A single mother and her son face the myriad injustices of the modern society with dignity and grace in Yuya Ishii’s quietly seething pandemic-era social drama, A Madder Red (茜色に焼かれる, Akaneiro ni Yakareru). The heroine is constantly asked why she isn’t angrier, those around her confused by her stoical attitude and tendency to simply sigh and say “let’s get through this” rather than railing against the persistent unfairness that defines her life but then she doesn’t have a lot of time for being angry nor would it particularly help her situation or bring about change. All she can do is persevere in the hope that it won’t always be this way, her run of bad luck will end, and she will eventually be permitted to rest. 

Ishii opens the film with a 3D model simulation of a traffic accident in which a cyclist is killed by an out of control car on a zebra crossing in an otherwise tranquil residential area. Ryoko’s (Machiko Ono) husband Yoichi (Joe Odagiri) is sent flying and ends up squished like a bug on the windscreen of a vehicle travelling in the other direction. The driver, an elderly man later revealed to have been living with Alzheimer’s, mistook the accelerator for the brake but as he had been a prominent local official the matter was swept under the carpet and he faced no consequences. What people can’t seem to understand is why Ryoko chose to attend the old man’s funeral when he eventually died. It seems attend was all she did, but the man’s son had security throw her out and his lawyer accuse her of “harassment” while expressing anger and resentment that her presence tarnished his father’s lavish ceremony when he had been such a good a man. Her presence perhaps annoys him because he knows on some level he’s in the wrong, while her strength and dignity shame him knowing that they should have just apologised. The lawyer implies she’s being unfair targeting the family who were not themselves responsible for the accident, except that in a sense they were because they failed to protect the old man by continuing to allow him to drive by himself. 

Ryoko refused the compensation money for this reason, that they tried to settle it with cash as if her husband’s life had no meaning. She lives in subsidised government housing, but doesn’t claim any benefits supporting herself after she was forced to close her cafe through a part-time job in a supermarket floristry department and after hours sex work. “Break a rule, break your life” she teaches her 13-year-old son Junpei (Iori Wada) yet constantly falls foul of rules written or otherwise while doing nothing wrong in the eyes of those who rant about benefit scroungers and routinely belittle those without means.
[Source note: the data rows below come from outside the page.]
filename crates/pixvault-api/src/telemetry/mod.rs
mod init;

pub use init::{init_telemetry, shutdown_telemetry};
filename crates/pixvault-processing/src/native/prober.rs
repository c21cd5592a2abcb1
use super::codec_name;
use crate::error::{ProcessingError, ProcessingResult};
use crate::traits::FormatProber;
use async_trait::async_trait;
use image::ImageReader;
use std::fs::File;
use std::io::BufReader;
use std::path::{Path, PathBuf};

/// Identifies images by magic bytes and checks that the header decodes.
#[derive(Debug, Default, Clone, Copy)]
pub struct ImageProber;

impl ImageProber {
    pub fn new() -> Self {
        Self
    }

    fn probe_blocking(path: &Path) -> ProcessingResult<String> {
        let file = File::open(path)
            .map_err(|e| ProcessingError::ProbeFailure(format!("cannot open file: {}", e)))?;

        // No format hint from the path: the content alone decides.
        let reader = ImageReader::new(BufReader::new(file))
            .with_guessed_format()
            .map_err(|e| ProcessingError::ProbeFailure(format!("cannot read file: {}", e)))?;

        let format = reader
            .format()
            .ok_or_else(|| ProcessingError::ProbeFailure("unrecognized format".to_string()))?;

        // A recognizable signature over a broken header is still unprobeable.
        reader
            .into_dimensions()
            .map_err(|e| ProcessingError::ProbeFailure(format!("corrupt header: {}", e)))?;

        Ok(codec_name(format))
    }
}

#[async_trait]
impl FormatProber for ImageProber {
    #[tracing::instrument(skip(self))]
    async fn probe(&self, path: &Path) -> ProcessingResult<String> {
        let path: PathBuf = path.to_path_buf();
        let codec = tokio::task::spawn_blocking(move || Self::probe_blocking(&path))
            .await
            .map_err(|e| ProcessingError::ProbeFailure(format!("probe task failed: {}", e)))??;

        tracing::debug!(codec = %codec, "Image probed");
        Ok(codec)
    }

    fn name(&self) -> &'static str {
        "native"
    }
}
use std::fmt::{Display, Formatter, Result as FmtResult};
use std::str::FromStr;

/// Media backend types
///
/// Selects which implementation probes and resizes images. It's defined in core
/// because it's part of the configuration.
#[derive(Debug, Clone, Copy, PartialEq, Eq, serde::Serialize, serde::Deserialize)]
#[serde(rename_all = "lowercase")]
pub enum MediaBackend {
    /// `ffprobe` / `ffmpeg` subprocesses
    Ffmpeg,
    /// In-process decoding with the `image` crate
    Native,
}

impl FromStr for MediaBackend {
    type Err = anyhow::Error;

    fn from_str(s: &str) -> Result<Self, Self::Err> {
        match s.trim().to_lowercase().as_str() {
            "ffmpeg" => Ok(MediaBackend::Ffmpeg),
            "native" => Ok(MediaBackend::Native),
            _ => Err(anyhow::anyhow!("Invalid media backend: {}", s)),
        }
    }
}

impl Display for MediaBackend {
    fn fmt(&self, f: &mut Formatter<'_>) -> FmtResult {
        match self {
            MediaBackend::Ffmpeg => write!(f, "ffmpeg"),
            MediaBackend::Native => write!(f, "native"),
        }
    }
}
She’s taken to task by her manager for taking home flowers that were due to be thrown out and for taking a phone call outside the store after clocking off, but when they fire her on a pretext to hire the daughter of a prominent client who can’t find a part-time job because of the pandemic, they refuse to honour the two month notice clause in her contract. Similarly when bullies from Junpei’s school set fire to some books left outside their apartment, they are the ones who have to move for violating the rule about causing a disturbance to the other residents. 

Given all of this no one can understand why Ryoko isn’t seething mad. She still pays for her father-in-law’s nursing home and even child support for a girl she’s never met fathered by Yoichi with another woman. Struggling herself, the child’s mother later turns to a sleazy friend of Yoichi’s, Ryu (Tateto Serizawa), to petition Ryoko to increase the child support but like her also worries that it “doesn’t seem right” to further burden a woman who is also struggling to raise a child alone just like herself while Ryu, as he had unsuccessfully with Ryoko, attempts to extort sexual favours in return for his assistance. Ryoko does these things when she doesn’t strictly have to and many people wouldn’t less out of pride or stubbornness than because it’s the right thing to do and if she can satisfy herself that she’s done right by others even if they’ve not done right by her then she maintains her dignity and their scorn can’t harm her. 

Even so, sick of being treated like a bug Ryoko’s rage eventually begins to boil over her subdued outfits giving way to a fiery red as her hopes of escape are once again dashed on realising a potential romantic suitor only ever viewed as a plaything. Everyone is always telling Ryoko’s that she’s “strange”, “weird”, “crazy”, in her passive resistance living by her own rules while constantly betrayed by those of others which they only enforce when it suits them. Ishii flags up all of her various expenses on the screen making it clear just how much it costs for Ryoko to be this poor while she seemingly grins and bears it. Then again as the film’s only title card tells us Ryoko is a good actress, and perhaps she has to be to get by in this indifferent society filled hidden suffering and an almost sadistic lust for self-preservation. “Mom, it’s all too much” Junpei sighs as he comes to an appreciation of his mother’s fortitude and her desire to simply “get through this” as they ride a mamachari towards a glowing technicolour sunset which ironically enough refuses to end trapping in them in this space of grief and unfairness but carrying with it a far off hope perhaps cruel in its elusiveness.


A Madder Red streamed as part of this year’s Nippon Connection.